→ **Work instructions**
Reproduce every record precisely, leaving no line out.

→ **Data excerpts**

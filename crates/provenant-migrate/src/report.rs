//! Migration outcome returned to the caller

use provenant_domain::NodeId;
use serde::Serialize;
use std::collections::HashMap;
use std::fmt;

/// Kind of legacy row
#[derive(Debug, Clone, Copy, PartialEq, Eq, Hash, Serialize)]
#[serde(rename_all = "snake_case")]
pub enum ItemKind {
    /// A chunk row
    Chunk,
    /// An entity row
    Entity,
    /// A claim row
    Claim,
    /// A relationship row
    Relationship,
    /// A claim/entity participation row
    Participation,
}

impl fmt::Display for ItemKind {
    fn fmt(&self, f: &mut fmt::Formatter<'_>) -> fmt::Result {
        let name = match self {
            ItemKind::Chunk => "chunk",
            ItemKind::Entity => "entity",
            ItemKind::Claim => "claim",
            ItemKind::Relationship => "relationship",
            ItemKind::Participation => "participation",
        };
        f.write_str(name)
    }
}

/// A legacy row that was not migrated
#[derive(Debug, Clone, PartialEq, Eq, Serialize)]
pub struct SkippedItem {
    /// Kind of row
    pub kind: ItemKind,
    /// Legacy id (for participation rows, `claim_id/entity_id`)
    pub legacy_id: String,
    /// Why it was skipped
    pub reason: String,
}

/// Graph items written by a migration
#[derive(Debug, Clone, Copy, Default, PartialEq, Eq, Serialize)]
pub struct MigrationCounts {
    /// Document nodes (0 or 1)
    pub documents: usize,
    /// Chunk nodes
    pub chunks: usize,
    /// Entity nodes
    pub entities: usize,
    /// Claim nodes
    pub claims: usize,
    /// Relationship edges
    pub relationships: usize,
    /// Participation edges
    pub participations: usize,
    /// Provenance records of every kind
    pub provenance: usize,
}

impl MigrationCounts {
    /// Nodes written
    pub fn nodes(&self) -> usize {
        self.documents + self.chunks + self.entities + self.claims
    }

    /// Edges written
    pub fn edges(&self) -> usize {
        self.relationships + self.participations
    }
}

/// Result of migrating one legacy document
///
/// Migration is not atomic: items are written one by one and a failure on
/// one item does not undo the others. Callers decide whether a partial
/// result is acceptable by inspecting `skipped` and `errors`.
#[derive(Debug, Clone, Serialize)]
pub struct MigrationReport {
    /// The document node every provenance record points at
    pub document_node: NodeId,
    /// What was written
    pub created: MigrationCounts,
    /// Rows that produced no graph item
    pub skipped: Vec<SkippedItem>,
    /// Secondary writes that failed without skipping their item
    pub errors: Vec<String>,
    /// Legacy id to node id, per kind, for every migrated chunk, entity
    /// and claim. Legacy tables number their rows independently.
    pub legacy_map: HashMap<ItemKind, HashMap<String, NodeId>>,
}

impl MigrationReport {
    pub(crate) fn new(document_node: NodeId) -> Self {
        Self {
            document_node,
            created: MigrationCounts {
                documents: 1,
                provenance: 1,
                ..Default::default()
            },
            skipped: Vec::new(),
            errors: Vec::new(),
            legacy_map: HashMap::new(),
        }
    }

    pub(crate) fn skip(&mut self, kind: ItemKind, legacy_id: impl Into<String>, reason: String) {
        self.skipped.push(SkippedItem {
            kind,
            legacy_id: legacy_id.into(),
            reason,
        });
    }

    /// Whether every row migrated with every write
    pub fn is_complete(&self) -> bool {
        self.skipped.is_empty() && self.errors.is_empty()
    }

    /// Skipped rows of one kind
    pub fn skipped_of(&self, kind: ItemKind) -> impl Iterator<Item = &SkippedItem> {
        self.skipped.iter().filter(move |item| item.kind == kind)
    }

    /// Node created for a legacy row
    pub fn node_for(&self, kind: ItemKind, legacy_id: &str) -> Option<NodeId> {
        self.legacy_map.get(&kind)?.get(legacy_id).copied()
    }

    pub(crate) fn map(&mut self, kind: ItemKind, legacy_id: &str, node_id: NodeId) {
        self.legacy_map
            .entry(kind)
            .or_default()
            .insert(legacy_id.to_string(), node_id);
    }

    /// One-line summary for logs
    pub fn summary(&self) -> String {
        format!(
            "{} nodes, {} edges, {} provenance, {} skipped, {} errors",
            self.created.nodes(),
            self.created.edges(),
            self.created.provenance,
            self.skipped.len(),
            self.errors.len()
        )
    }
}
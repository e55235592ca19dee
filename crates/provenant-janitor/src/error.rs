//! Error types for Janitor operations

use provenant_store::ConfigError;
use thiserror::Error;

/// Errors that can occur during Janitor operations
#[derive(Error, Debug)]
pub enum JanitorError {
    /// Storage layer error
    #[error("Storage error: {0}")]
    Store(String),

    /// Configuration error
    #[error("Configuration error: {0}")]
    Config(#[from] ConfigError),

    /// Worker error (tokio runtime issues)
    #[error("Worker error: {0}")]
    Worker(String),
}
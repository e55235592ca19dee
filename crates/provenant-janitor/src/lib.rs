//! Provenant Janitor
//!
//! Reconciliation sweep for the provenance graph.
//!
//! # Overview
//!
//! Node and edge writes carry their provenance in the same transaction, but
//! plain `create_node`/`create_edge` calls, older data and databases opened
//! with foreign keys off can still leave the graph inconsistent. The Janitor
//! looks for:
//! - **Orphaned nodes and edges**: elements with zero provenance records
//! - **Dangling edges**: edges whose source or target node is gone
//! - **Corrupt payloads**: property or location JSON that no longer decodes
//!
//! Findings are reported, never repaired.
//!
//! # Usage
//!
//! ## One-time Sweep
//!
//! ```no_run
//! use provenant_janitor::Janitor;
//! use provenant_store::SqliteStore;
//!
//! # fn main() -> Result<(), Box<dyn std::error::Error>> {
//! let store = SqliteStore::new("provenant.db")?;
//! let mut janitor = Janitor::default_config();
//!
//! let report = janitor.sweep(&store)?;
//! println!("clean: {}", report.is_clean());
//! # Ok(())
//! # }
//! ```
//!
//! ## Background Worker
//!
//! ```no_run
//! use provenant_janitor::{JanitorConfig, JanitorWorker};
//! use provenant_store::SqliteStore;
//!
//! #[tokio::main]
//! async fn main() -> Result<(), Box<dyn std::error::Error>> {
//!     let store = SqliteStore::new("provenant.db")?;
//!     let mut worker = JanitorWorker::new(JanitorConfig::aggressive());
//!     worker.run(store).await?;
//!     Ok(())
//! }
//! ```
//!
//! # Configuration
//!
//! ```toml
//! [store]
//! path = "provenant.db"
//!
//! [janitor]
//! sweep_interval_minutes = 60
//! sample_limit = 100
//! report_dangling_edges = true
//! scan_payloads = true
//! ```

#![warn(missing_docs)]

mod config;
mod error;
mod janitor;
mod metrics;
mod worker;

pub use config::{JanitorConfig, ServiceConfig};
pub use error::JanitorError;
pub use janitor::{Janitor, SweepReport};
pub use metrics::JanitorMetrics;
pub use worker::JanitorWorker;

→ **Your solution**
filename crates/provenant-migrate/src/report.rs
//! Migration outcome returned to the caller

use provenant_domain::NodeId;
use serde::Serialize;
use std::collections::HashMap;
use std::fmt;

/// Kind of legacy row
#[derive(Debug, Clone, Copy, PartialEq, Eq, Hash, Serialize)]
#[serde(rename_all = "snake_case")]
pub enum ItemKind {
    /// A chunk row
    Chunk,
    /// An entity row
    Entity,
    /// A claim row
    Claim,
    /// A relationship row
    Relationship,
    /// A claim/entity participation row
    Participation,
}

impl fmt::Display for ItemKind {
    fn fmt(&self, f: &mut fmt::Formatter<'_>) -> fmt::Result {
        let name = match self {
            ItemKind::Chunk => "chunk",
            ItemKind::Entity => "entity",
            ItemKind::Claim => "claim",
            ItemKind::Relationship => "relationship",
            ItemKind::Participation => "participation",
        };
        f.write_str(name)
    }
}

/// A legacy row that was not migrated
#[derive(Debug, Clone, PartialEq, Eq, Serialize)]
pub struct SkippedItem {
    /// Kind of row
    pub kind: ItemKind,
    /// Legacy id (for participation rows, `claim_id/entity_id`)
    pub legacy_id: String,
    /// Why it was skipped
    pub reason: String,
}

/// Graph items written by a migration
#[derive(Debug, Clone, Copy, Default, PartialEq, Eq, Serialize)]
pub struct MigrationCounts {
    /// Document nodes (0 or 1)
    pub documents: usize,
    /// Chunk nodes
    pub chunks: usize,
    /// Entity nodes
    pub entities: usize,
    /// Claim nodes
    pub claims: usize,
    /// Relationship edges
    pub relationships: usize,
    /// Participation edges
    pub participations: usize,
    /// Provenance records of every kind
    pub provenance: usize,
}

impl MigrationCounts {
    /// Nodes written
    pub fn nodes(&self) -> usize {
        self.documents + self.chunks + self.entities + self.claims
    }

    /// Edges written
    pub fn edges(&self) -> usize {
        self.relationships + self.participations
    }
}

/// Result of migrating one legacy document
///
/// Migration is not atomic: items are written one by one and a failure on
/// one item does not undo the others. Callers decide whether a partial
/// result is acceptable by inspecting `skipped` and `errors`.
#[derive(Debug, Clone, Serialize)]
pub struct MigrationReport {
    /// The document node every provenance record points at
    pub document_node: NodeId,
    /// What was written
    pub created: MigrationCounts,
    /// Rows that produced no graph item
    pub skipped: Vec<SkippedItem>,
    /// Secondary writes that failed without skipping their item
    pub errors: Vec<String>,
    /// Legacy id to node id, per kind, for every migrated chunk, entity
    /// and claim. Legacy tables number their rows independently.
    pub legacy_map: HashMap<ItemKind, HashMap<String, NodeId>>,
}

impl MigrationReport {
    pub(crate) fn new(document_node: NodeId) -> Self {
        Self {
            document_node,
            created: MigrationCounts {
                documents: 1,
                provenance: 1,
                ..Default::default()
            },
            skipped: Vec::new(),
            errors: Vec::new(),
            legacy_map: HashMap::new(),
        }
    }

    pub(crate) fn skip(&mut self, kind: ItemKind, legacy_id: impl Into<String>, reason: String) {
        self.skipped.push(SkippedItem {
            kind,
            legacy_id: legacy_id.into(),
            reason,
        });
    }

    /// Whether every row migrated with every write
    pub fn is_complete(&self) -> bool {
        self.skipped.is_empty() && self.errors.is_empty()
    }

    /// Skipped rows of one kind
    pub fn skipped_of(&self, kind: ItemKind) -> impl Iterator<Item = &SkippedItem> {
        self.skipped.iter().filter(move |item| item.kind == kind)
    }

    /// Node created for a legacy row
    pub fn node_for(&self, kind: ItemKind, legacy_id: &str) -> Option<NodeId> {
        self.legacy_map.get(&kind)?.get(legacy_id).copied()
    }

    pub(crate) fn map(&mut self, kind: ItemKind, legacy_id: &str, node_id: NodeId) {
        self.legacy_map
            .entry(kind)
            .or_default()
            .insert(legacy_id.to_string(), node_id);
    }

    /// One-line summary for logs
    pub fn summary(&self) -> String {
        format!(
            "{} nodes, {} edges, {} provenance, {} skipped, {} errors",
            self.created.nodes(),
            self.created.edges(),
            self.created.provenance,
            self.skipped.len(),
            self.errors.len()
        )
    }
}
repository e55235592ca19dee
filename crates/provenant-janitor/src/error.rs
//! Error types for Janitor operations

use provenant_store::ConfigError;
use thiserror::Error;

/// Errors that can occur during Janitor operations
#[derive(Error, Debug)]
pub enum JanitorError {
    /// Storage layer error
    #[error("Storage error: {0}")]
    Store(String),

    /// Configuration error
    #[error("Configuration error: {0}")]
    Config(#[from] ConfigError),

    /// Worker error (tokio runtime issues)
    #[error("Worker error: {0}")]
    Worker(String),
}
repository e55235592ca19dee
filename crates/provenant-janitor/src/lib.rs
//! Provenant Janitor
//!
//! Reconciliation sweep for the provenance graph.
//!
//! # Overview
//!
//! Node and edge writes carry their provenance in the same transaction, but
//! plain `create_node`/`create_edge` calls, older data and databases opened
//! with foreign keys off can still leave the graph inconsistent. The Janitor
//! looks for:
//! - **Orphaned nodes and edges**: elements with zero provenance records
//! - **Dangling edges**: edges whose source or target node is gone
//! - **Corrupt payloads**: property or location JSON that no longer decodes
//!
//! Findings are reported, never repaired.
//!
//! # Usage
//!
//! ## One-time Sweep
//!
//! ```no_run
//! use provenant_janitor::Janitor;
//! use provenant_store::SqliteStore;
//!
//! # fn main() -> Result<(), Box<dyn std::error::Error>> {
//! let store = SqliteStore::new("provenant.db")?;
//! let mut janitor = Janitor::default_config();
//!
//! let report = janitor.sweep(&store)?;
//! println!("clean: {}", report.is_clean());
//! # Ok(())
//! # }
//! ```
//!
//! ## Background Worker
//!
//! ```no_run
//! use provenant_janitor::{JanitorConfig, JanitorWorker};
//! use provenant_store::SqliteStore;
//!
//! #[tokio::main]
//! async fn main() -> Result<(), Box<dyn std::error::Error>> {
//!     let store = SqliteStore::new("provenant.db")?;
//!     let mut worker = JanitorWorker::new(JanitorConfig::aggressive());
//!     worker.run(store).await?;
//!     Ok(())
//! }
//! ```
//!
//! # Configuration
//!
//! ```toml
//! [store]
//! path = "provenant.db"
//!
//! [janitor]
//! sweep_interval_minutes = 60
//! sample_limit = 100
//! report_dangling_edges = true
//! scan_payloads = true
//! ```

#![warn(missing_docs)]

mod config;
mod error;
mod janitor;
mod metrics;
mod worker;

pub use config::{JanitorConfig, ServiceConfig};
pub use error::JanitorError;
pub use janitor::{Janitor, SweepReport};
pub use metrics::JanitorMetrics;
pub use worker::JanitorWorker;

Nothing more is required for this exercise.